Green Mountain RR - Rutland to Smithville Photo Freight
Adventurers in New England
Green Mountain Railroad
- Rutland to Smithville Photo Freight
Text and Photos by Author
June 14, 2015
Our first morning in Vermont began shortly
after 6:00 AM as we headed for the Day's Inn breakfast room; a
cozy room with windows overlooking the front yard. There were the
usual breakfast fixings to be had. The most popular spot was the
do-it-yourself waffle iron. Of course, I had to make myself one.
That and some juice, yogurt and coffee made for my breakfast.
After breakfast, Chris and I drove to the
meeting place to board our train today. We arrived at 6:30 AM and
met with several early arrivals. Shuttle buses starting running
from the hotel at 6:00AM. Our train will depart Howe Center at
Rutland at 7:00 AM.
Visiting and waiting for the train.
The mansard roof style is popular in the area.
MP 52.48 Rutland - This
location is the current Amtrak station in Rutland, based upon the
mileposts of the Bellows Falls Subdivision.
MP 52.0 Howe Scale
Avenue - This was the main entrance to the Howe Scale industrial
The Howe Scale company moved to Rutland at the
encouragement of J. B. Page, former Vermont governor and a
director of the Rutland & Burlington Railroad.
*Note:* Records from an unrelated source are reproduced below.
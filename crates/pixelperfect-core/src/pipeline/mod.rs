//! Image transform pipeline components.
//!
//! One request flows through these stages in order:
//! - **validate**: Turn raw parameters into a `TransformRequest`
//! - **decode**: Sniff the container and decode bytes into a `Raster`
//! - **crop**: Optionally extract a sub-region in source coordinates
//! - **normalize**: Convert the pixel mode to one the target codec stores
//! - **resample**: Lanczos resize to the exact target dimensions
//! - **encode**: Serialize with codec-specific options
//! - **processor**: Orchestrates the full pipeline

pub mod crop;
pub mod decode;
pub mod encode;
pub mod normalize;
pub mod processor;
pub mod resample;
pub mod validate;

// Re-exports for convenient access
pub use crop::Cropper;
pub use decode::ImageDecoder;
pub use encode::Encoder;
pub use normalize::ColorNormalizer;
pub use processor::ImageTransformer;
pub use resample::Resampler;
//! Format-specific serialization of a resampled raster.
//!
//! | Target | Crate | Options honored |
//! |---|---|---|
//! | JPEG | `jpeg-encoder` | quality, progressive scans |
//! | PNG | `image` (`PngEncoder`) | optimize (deeper deflate search) |
//! | WebP | `image` (`WebPEncoder`, lossless) | quality (pre-quantized channels) |

use image::codecs::png::{CompressionType, FilterType, PngEncoder};
use image::codecs::webp::WebPEncoder;
use image::DynamicImage;

use crate::error::{TransformError, TransformResult};
use crate::types::{EncodeOptions, Quality, Raster, TargetFormat};

/// Serializes rasters into the requested codec.
pub struct Encoder;

impl Encoder {
    /// Encode a raster whose pixel mode has already been normalized for the
    /// target codec.
    pub fn encode(raster: Raster, options: &EncodeOptions) -> TransformResult<Vec<u8>> {
        let image = raster.into_image();
        let bytes = match *options {
            EncodeOptions::Jpeg {
                quality,
                progressive,
            } => encode_jpeg(&image, quality, progressive)?,
            EncodeOptions::Png { optimize } => encode_png(&image, optimize)?,
            EncodeOptions::WebP { quality } => encode_webp(image, quality)?,
        };
        tracing::trace!("Encoded {} ({} bytes)", options.format().name(), bytes.len());
        Ok(bytes)
    }
}

fn encode_error(format: TargetFormat, message: impl ToString) -> TransformError {
    TransformError::Encode {
        format: format.name().to_string(),
        message: message.to_string(),
    }
}

fn encode_jpeg(image: &DynamicImage, quality: Quality, progressive: bool) -> TransformResult<Vec<u8>> {
    let (color, data) = match image {
        DynamicImage::ImageLuma8(buf) => (jpeg_encoder::ColorType::Luma, buf.as_raw()),
        DynamicImage::ImageRgb8(buf) => (jpeg_encoder::ColorType::Rgb, buf.as_raw()),
        other => {
            return Err(encode_error(
                TargetFormat::Jpeg,
                format!("unsupported pixel layout {:?}", other.color()),
            ))
        }
    };
    // Baseline and progressive JPEG both cap dimensions at 16 bits.
    let width = u16::try_from(image.width())
        .map_err(|_| encode_error(TargetFormat::Jpeg, "width exceeds 65535"))?;
    let height = u16::try_from(image.height())
        .map_err(|_| encode_error(TargetFormat::Jpeg, "height exceeds 65535"))?;

    let mut buffer = Vec::new();
    let mut encoder = jpeg_encoder::Encoder::new(&mut buffer, quality.codec_value());
    encoder.set_progressive(progressive);
    encoder.set_optimized_huffman_tables(true);
    encoder
        .encode(data, width, height, color)
        .map_err(|e| encode_error(TargetFormat::Jpeg, e))?;
    Ok(buffer)
}

fn encode_png(image: &DynamicImage, optimize: bool) -> TransformResult<Vec<u8>> {
    let compression = if optimize {
        CompressionType::Best
    } else {
        CompressionType::Fast
    };
    let mut buffer = Vec::new();
    let encoder = PngEncoder::new_with_quality(&mut buffer, compression, FilterType::Adaptive);
    image
        .write_with_encoder(encoder)
        .map_err(|e| encode_error(TargetFormat::Png, e))?;
    Ok(buffer)
}

fn encode_webp(mut image: DynamicImage, quality: Quality) -> TransformResult<Vec<u8>> {
    quantize_for_webp(&mut image, quality.codec_value());
    let mut buffer = Vec::new();
    image
        .write_with_encoder(WebPEncoder::new_lossless(&mut buffer))
        .map_err(|e| encode_error(TargetFormat::WebP, e))?;
    Ok(buffer)
}

/// The pure-Rust WebP encoder is lossless only. Below full quality, color
/// channels are snapped to fewer levels so the lossless coder compresses
/// harder. Alpha is never quantized.
fn quantize_for_webp(image: &mut DynamicImage, quality: u8) {
    if quality >= 100 {
        return;
    }
    let (data, stride, color_channels): (&mut [u8], usize, usize) = match image {
        DynamicImage::ImageLuma8(buf) => (&mut **buf, 1, 1),
        DynamicImage::ImageLumaA8(buf) => (&mut **buf, 2, 1),
        DynamicImage::ImageRgb8(buf) => (&mut **buf, 3, 3),
        DynamicImage::ImageRgba8(buf) => (&mut **buf, 4, 3),
        _ => return,
    };

    let step = 255.0 / (f32::from(webp_levels(quality)) - 1.0);
    for pixel in data.chunks_exact_mut(stride) {
        for channel in pixel.iter_mut().take(color_channels) {
            let bucket = (f32::from(*channel) / step).round();
            *channel = (bucket * step).round().clamp(0.0, 255.0) as u8;
        }
    }
}

/// Levels per channel; quadratic so high qualities stay close to lossless.
fn webp_levels(quality: u8) -> u16 {
    if quality >= 100 {
        return 256;
    }
    let normalized = f32::from(quality.clamp(1, 100)) / 100.0;
    let levels = 2.0 + normalized * normalized * 254.0;
    levels.round().clamp(2.0, 256.0) as u16
}
//! The `pixelperfect serve` command.

use clap::Args;
use pixelperfect_core::Config;

/// Arguments for the `serve` command.
#[derive(Args, Debug)]
pub struct ServeArgs {
    /// Interface to bind (overrides server.host)
    #[arg(long, env = "PIXELPERFECT_HOST")]
    pub host: Option<String>,

    /// Port to listen on (overrides server.port)
    #[arg(short, long, env = "PIXELPERFECT_PORT")]
    pub port: Option<u16>,
}

/// Execute the serve command.
pub async fn execute(args: ServeArgs, mut config: Config) -> anyhow::Result<()> {
    if let Some(host) = args.host {
        config.server.host = host;
    }
    if let Some(port) = args.port {
        anyhow::ensure!(port > 0, "--port must be > 0");
        config.server.port = port;
    }
    crate::server::run(config).await
}
//! Pixel mode normalization against the target codec's capabilities.
//!
//! Rasters the codec can store as-is pass through untouched. Otherwise:
//!
//! | Target | Alpha | 16-bit | Float |
//! |---|---|---|---|
//! | JPEG | composited onto the background | reduced to 8-bit | reduced to 8-bit |
//! | PNG | kept | kept | reduced to 16-bit |
//! | WebP | kept | reduced to 8-bit | reduced to 8-bit |

use image::{ColorType, DynamicImage, Rgb, RgbImage, RgbaImage};

use crate::config::EncodingConfig;
use crate::types::{PixelMode, Raster, TargetFormat};

/// Converts rasters into a mode the target codec accepts.
pub struct ColorNormalizer {
    background: [u8; 3],
}

impl ColorNormalizer {
    pub fn new(config: &EncodingConfig) -> Self {
        Self {
            background: config.jpeg_background,
        }
    }

    /// Total over every pixel mode; never fails.
    pub fn normalize(&self, raster: Raster, format: TargetFormat) -> Raster {
        let color = raster.image().color();
        if Self::is_native(color, format) {
            return raster;
        }

        let mode = raster.mode();
        let converted = match format {
            TargetFormat::Jpeg => self.to_jpeg_mode(raster.image(), mode),
            TargetFormat::Png => match mode {
                PixelMode::Grayscale => DynamicImage::ImageLuma16(raster.image().to_luma16()),
                PixelMode::GrayscaleAlpha => {
                    DynamicImage::ImageLumaA16(raster.image().to_luma_alpha16())
                }
                PixelMode::Rgb => DynamicImage::ImageRgb16(raster.image().to_rgb16()),
                PixelMode::Rgba => DynamicImage::ImageRgba16(raster.image().to_rgba16()),
            },
            TargetFormat::WebP => match mode {
                PixelMode::Grayscale => DynamicImage::ImageLuma8(raster.image().to_luma8()),
                PixelMode::GrayscaleAlpha => {
                    DynamicImage::ImageLumaA8(raster.image().to_luma_alpha8())
                }
                PixelMode::Rgb => DynamicImage::ImageRgb8(raster.image().to_rgb8()),
                PixelMode::Rgba => DynamicImage::ImageRgba8(raster.image().to_rgba8()),
            },
        };

        tracing::trace!(
            "Normalized {:?} to {:?} for {}",
            color,
            converted.color(),
            format.name()
        );
        raster.replace(converted)
    }

    fn is_native(color: ColorType, format: TargetFormat) -> bool {
        match format {
            TargetFormat::Jpeg => matches!(color, ColorType::L8 | ColorType::Rgb8),
            TargetFormat::Png => matches!(
                color,
                ColorType::L8
                    | ColorType::La8
                    | ColorType::Rgb8
                    | ColorType::Rgba8
                    | ColorType::L16
                    | ColorType::La16
                    | ColorType::Rgb16
                    | ColorType::Rgba16
            ),
            TargetFormat::WebP => matches!(
                color,
                ColorType::L8 | ColorType::La8 | ColorType::Rgb8 | ColorType::Rgba8
            ),
        }
    }

    fn to_jpeg_mode(&self, image: &DynamicImage, mode: PixelMode) -> DynamicImage {
        match mode {
            PixelMode::Grayscale => DynamicImage::ImageLuma8(image.to_luma8()),
            PixelMode::Rgb => DynamicImage::ImageRgb8(image.to_rgb8()),
            PixelMode::GrayscaleAlpha => {
                let flat = DynamicImage::ImageRgb8(self.flatten(&image.to_rgba8()));
                DynamicImage::ImageLuma8(flat.to_luma8())
            }
            PixelMode::Rgba => DynamicImage::ImageRgb8(self.flatten(&image.to_rgba8())),
        }
    }

    /// Alpha-composite every pixel over the background color.
    fn flatten(&self, rgba: &RgbaImage) -> RgbImage {
        let bg = self.background;
        RgbImage::from_fn(rgba.width(), rgba.height(), |x, y| {
            let [r, g, b, a] = rgba.get_pixel(x, y).0;
            let alpha = u32::from(a);
            let blend = |fg: u8, base: u8| {
                ((u32::from(fg) * alpha + u32::from(base) * (255 - alpha) + 127) / 255) as u8
            };
            Rgb([blend(r, bg[0]), blend(g, bg[1]), blend(b, bg[2])])
        })
    }
}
Page was a
partner of Nathan T. Sprague, Jr., owner of the Sampson Scale
Company, the manufacturer of Howe Scales. After the firm's plant
burned down, the company moved much of its manufacturing to this
location in 1876. The scale factory was built using the name of
Howe Scales. The plant was very successful, and eventually became
the Howe Richardson Scale Works, once the largest platform scale
manufacturers in the world. At its peak, Howe operated three
shifts around the clock, producing up to four million pounds of
castings annually and shipping tens of millions of dollars' worth
of finished goods, making it the second largest industrial scale
maker in the world.
After the facility closed in 1982, it
eventually became the Howe Center, an 18-acre mixed use industrial
complex.Howe Center includes 24 buildings and over 300,000 square
feet of leasable space. Reports indicate that there are more than
75 different tenants with uses covering the gamut from one-room
offices to large manufacturers.
Our train ride for today. #405 is the sister of
#401 which pulled us in Kingston yesterday.
The freight cars are empties which will be drop off in Smithville,
VT and we will return with just the passenger cars.
Shortly we will be boarding.
While waiting to board, one of the attendees gave a demonstration
of his toy. Cool.
In front of the Howe Center looking down Stongs Ave in Rutland, VT
At 7 AM it was time to board our train and depart.
First Photo Runby
49.80 Cold River Bridge - This single span
through truss bridge was built in 1902 and measures 135' 6"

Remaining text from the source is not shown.